§ Problem description: The first line of the data below and every line after it, through the one with "per action at", must be transcribed without change.

§ Saved entries:
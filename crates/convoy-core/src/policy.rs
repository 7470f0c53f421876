//! Confirmation policy and its evaluation service.

use serde::{Deserialize, Serialize};

use crate::conversation::PendingAction;

/// Session-level rule governing whether pending actions require
/// interactive approval.
///
/// The policy is global to the UI session and applied per action at
/// decision time, not baked into a runner at creation time, so the
/// operator can change it mid-run and have it apply to the next action.
/// It is deliberately not reset when conversations are switched.
#[derive(Debug, Clone, Copy, Default, PartialEq, Eq, Serialize, Deserialize)]
#[serde(rename_all = "snake_case")]
pub enum ConfirmationPolicy {
    /// Every pending action needs an interactive decision.
    #[default]
    AlwaysConfirm,
    /// Pending actions are approved without asking.
    AutoApprove,
    /// The next pending action needs a decision; after that the policy
    /// flips to `AutoApprove` for the remainder of the session.
    ApproveOnceThenAuto,
}

impl std::fmt::Display for ConfirmationPolicy {
    fn fmt(&self, f: &mut std::fmt::Formatter<'_>) -> std::fmt::Result {
        let label = match self {
            Self::AlwaysConfirm => "always-confirm",
            Self::AutoApprove => "auto-approve",
            Self::ApproveOnceThenAuto => "approve-once-then-auto",
        };
        write!(f, "{}", label)
    }
}

/// Holds the operator's current risk-approval policy and evaluates whether
/// a pending action needs interactive confirmation.
pub struct ConfirmationPolicyService {
    policy: ConfirmationPolicy,
}

impl ConfirmationPolicyService {
    pub fn new(policy: ConfirmationPolicy) -> Self {
        Self { policy }
    }

    /// The currently effective policy.
    pub fn policy(&self) -> ConfirmationPolicy {
        self.policy
    }

    /// Replaces the policy, effective from the next consultation.
    pub fn set_policy(&mut self, policy: ConfirmationPolicy) {
        if self.policy != policy {
            tracing::info!(%policy, "confirmation policy changed");
            self.policy = policy;
        }
    }

    /// Decides whether `action` needs interactive confirmation.
    ///
    /// For `ApproveOnceThenAuto` this returns `true` exactly once and flips
    /// the service to `AutoApprove` for all subsequent calls. Callers must
    /// mirror the policy into the conversation state after this call, never
    /// before, so the flip is observed in order.
    pub fn should_confirm(&mut self, action: &PendingAction) -> bool {
        match self.policy {
            ConfirmationPolicy::AlwaysConfirm => true,
            ConfirmationPolicy::AutoApprove => false,
            ConfirmationPolicy::ApproveOnceThenAuto => {
                self.policy = ConfirmationPolicy::AutoApprove;
                tracing::info!(
                    action_id = %action.id,
                    "approve-once consumed; switching to auto-approve"
                );
                true
            }
        }
    }
}
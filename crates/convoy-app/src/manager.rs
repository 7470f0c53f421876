//! The conversation manager and its router task.
//!
//! The router task is the owning context: it alone holds the mutable
//! [`ConversationState`], the runner registry, and the policy service.
//! Everything else, operator-facing API calls and runner callbacks alike,
//! is marshaled onto it as a typed event through one unbounded channel
//! and applied strictly in arrival order.

use std::sync::Arc;

use convoy_core::{
    AgentConfigProvider, ConfirmationPolicy, ConversationEvent, ConversationState, ConvoyError,
    EventSink, Result, RunnerEvent, StateChange, StateSnapshot,
};
use convoy_runtime::{AgentBackend, RunnerFactory, RunnerRegistry};
use tokio::sync::{broadcast, mpsc, oneshot, watch};

use crate::controllers::{
    ConfirmationFlowController, ConversationCrudController, ConversationSwitchController,
    UserMessageController,
};

/// One queued unit of router work.
///
/// Operator-originated events carry a reply channel so validation and
/// conflict errors surface to the caller; runner callbacks are
/// fire-and-forget.
struct Envelope {
    event: ConversationEvent,
    reply: Option<oneshot::Sender<Result<()>>>,
}

/// Sink handed to every runner: re-enters the router channel without
/// blocking.
struct RouterSink {
    tx: mpsc::UnboundedSender<Envelope>,
}

impl EventSink for RouterSink {
    fn emit(&self, event: RunnerEvent) {
        // A closed channel means the router shut down; the runner's
        // events have nowhere to go and that is fine.
        let _ = self.tx.send(Envelope {
            event: ConversationEvent::Runner(event),
            reply: None,
        });
    }
}

/// Handle to a running conversation router.
///
/// Cloning is cheap; every clone posts to the same router task and
/// observes the same state.
#[derive(Clone)]
pub struct ConversationManager {
    tx: mpsc::UnboundedSender<Envelope>,
    snapshots: watch::Receiver<StateSnapshot>,
    changes: broadcast::Sender<StateChange>,
}

impl ConversationManager {
    /// Spawns the router task and returns its handle.
    ///
    /// `backend` executes agent turns, `config_provider` is consulted
    /// once per conversation at creation time, and `policy` seeds the
    /// session-wide confirmation policy.
    pub fn spawn(
        backend: Arc<dyn AgentBackend>,
        config_provider: Arc<dyn AgentConfigProvider>,
        policy: ConfirmationPolicy,
    ) -> Self {
        let (tx, rx) = mpsc::unbounded_channel();
        let sink = Arc::new(RouterSink { tx: tx.clone() });

        let state = ConversationState::new(policy);
        let snapshots = state.watch();
        let changes = state.change_sender();

        let router = Router {
            state,
            registry: RunnerRegistry::new(RunnerFactory::new(backend), sink),
            config_provider,
            policy: convoy_core::ConfirmationPolicyService::new(policy),
            messages: UserMessageController,
            crud: ConversationCrudController,
            switcher: ConversationSwitchController,
            confirmations: ConfirmationFlowController,
        };
        tokio::spawn(router.run(rx));

        Self {
            tx,
            snapshots,
            changes,
        }
    }

    // ---- Operator-facing API ----

    /// Creates a fresh conversation and foregrounds it.
    pub async fn create_conversation(&self) -> Result<()> {
        self.request(ConversationEvent::CreateConversation).await
    }

    /// Submits operator input to the active conversation.
    ///
    /// # Errors
    ///
    /// Returns a validation error for empty input or when no conversation
    /// is foregrounded.
    pub async fn send_message(&self, text: impl Into<String>) -> Result<()> {
        self.request(ConversationEvent::UserInputSubmitted { text: text.into() })
            .await
    }

    /// Foregrounds `target_id`, pausing the outgoing conversation.
    ///
    /// # Errors
    ///
    /// Returns `NotFound` for an unknown id; the current selection is
    /// unchanged.
    pub async fn switch_to(&self, target_id: impl Into<String>) -> Result<()> {
        self.request(ConversationEvent::SwitchConversation {
            target_id: target_id.into(),
        })
        .await
    }

    /// Resolves a pending action on the active conversation.
    ///
    /// # Errors
    ///
    /// Returns `ConfirmationConflict` for duplicate, out-of-order, or
    /// unknown action ids.
    pub async fn answer_confirmation(
        &self,
        action_id: impl Into<String>,
        approve: bool,
    ) -> Result<()> {
        self.request(ConversationEvent::ConfirmationDecision {
            action_id: action_id.into(),
            approve,
        })
        .await
    }

    /// Changes the session-wide confirmation policy, effective from the
    /// next proposed action.
    pub async fn set_confirmation_policy(&self, policy: ConfirmationPolicy) -> Result<()> {
        self.request(ConversationEvent::SetConfirmationPolicy { policy })
            .await
    }

    /// Signals a cooperative pause to the active conversation's runner.
    pub async fn pause_current(&self) -> Result<()> {
        self.request(ConversationEvent::PauseConversation).await
    }

    /// Removes a conversation and stops its runner. Unknown ids are
    /// ignored.
    pub async fn remove_conversation(&self, conversation_id: impl Into<String>) -> Result<()> {
        self.request(ConversationEvent::RemoveConversation {
            conversation_id: conversation_id.into(),
        })
        .await
    }

    // ---- Observation ----

    /// The latest state snapshot.
    pub fn current_state(&self) -> StateSnapshot {
        self.snapshots.borrow().clone()
    }

    /// A `watch` handle over state snapshots. Intermediate snapshots may
    /// be coalesced; the handle always holds the latest.
    pub fn watch_state(&self) -> watch::Receiver<StateSnapshot> {
        self.snapshots.clone()
    }

    /// Per-change notifications, uncoalesced and in application order.
    pub fn subscribe_changes(&self) -> broadcast::Receiver<StateChange> {
        self.changes.subscribe()
    }

    async fn request(&self, event: ConversationEvent) -> Result<()> {
        let (reply_tx, reply_rx) = oneshot::channel();
        self.tx
            .send(Envelope {
                event,
                reply: Some(reply_tx),
            })
            .map_err(|_| ConvoyError::internal("conversation router stopped"))?;
        reply_rx
            .await
            .map_err(|_| ConvoyError::internal("conversation router dropped the request"))?
    }
}

/// The router: exclusive owner of conversation state, registry, and
/// policy. Lives on its own task and processes one envelope at a time.
struct Router {
    state: ConversationState,
    registry: RunnerRegistry,
    config_provider: Arc<dyn AgentConfigProvider>,
    policy: convoy_core::ConfirmationPolicyService,
    messages: UserMessageController,
    crud: ConversationCrudController,
    switcher: ConversationSwitchController,
    confirmations: ConfirmationFlowController,
}

impl Router {
    async fn run(mut self, mut rx: mpsc::UnboundedReceiver<Envelope>) {
        while let Some(envelope) = rx.recv().await {
            let result = self.dispatch(envelope.event).await;
            if let Err(err) = &result {
                tracing::warn!(error = %err, "event rejected");
            }
            if let Some(reply) = envelope.reply {
                // Caller may have given up waiting; nothing to do.
                let _ = reply.send(result);
            }
        }
        tracing::debug!("router channel closed; shutting down");
    }

    /// Exhaustive dispatch: adding an event variant breaks compilation
    /// here until it is routed to a controller.
    async fn dispatch(&mut self, event: ConversationEvent) -> Result<()> {
        match event {
            ConversationEvent::UserInputSubmitted { text } => {
                self.messages
                    .handle_input(&mut self.state, &self.registry, text)
                    .await
            }
            ConversationEvent::CreateConversation => {
                self.crud
                    .create(
                        &mut self.state,
                        &self.registry,
                        self.config_provider.as_ref(),
                    )
                    .await
            }
            ConversationEvent::SwitchConversation { target_id } => {
                self.switcher
                    .switch_to(&mut self.state, &self.registry, &self.policy, &target_id)
                    .await
            }
            ConversationEvent::RemoveConversation { conversation_id } => {
                self.crud
                    .remove(&mut self.state, &self.registry, &conversation_id)
                    .await
            }
            ConversationEvent::ConfirmationDecision { action_id, approve } => {
                self.confirmations
                    .handle_decision(&mut self.state, &self.registry, &action_id, approve)
                    .await
            }
            ConversationEvent::SetConfirmationPolicy { policy } => {
                self.confirmations
                    .set_policy(&mut self.state, &mut self.policy, policy)
            }
            ConversationEvent::PauseConversation => {
                self.switcher.pause_current(&self.registry).await
            }
            ConversationEvent::Runner(runner_event) => self.dispatch_runner(runner_event).await,
        }
    }

    async fn dispatch_runner(&mut self, event: RunnerEvent) -> Result<()> {
        match event {
            RunnerEvent::Progress {
                conversation_id,
                delta,
            } => self
                .messages
                .handle_progress(&mut self.state, &conversation_id, delta),
            RunnerEvent::PendingAction { action, .. } => {
                self.confirmations
                    .handle_pending_action(&mut self.state, &self.registry, &mut self.policy, action)
                    .await
            }
            RunnerEvent::Completed {
                conversation_id,
                status,
            } => self
                .messages
                .handle_completed(&mut self.state, &conversation_id, status),
            RunnerEvent::Paused { conversation_id } => self
                .switcher
                .handle_runner_paused(&mut self.state, &conversation_id),
        }
    }
}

§ Exercise answer:
filename crates/convoy-core/src/policy.rs
repository 7470f0c53f421876
//! Confirmation policy and its evaluation service.

use serde::{Deserialize, Serialize};

use crate::conversation::PendingAction;

/// Session-level rule governing whether pending actions require
/// interactive approval.
///
/// The policy is global to the UI session and applied per action at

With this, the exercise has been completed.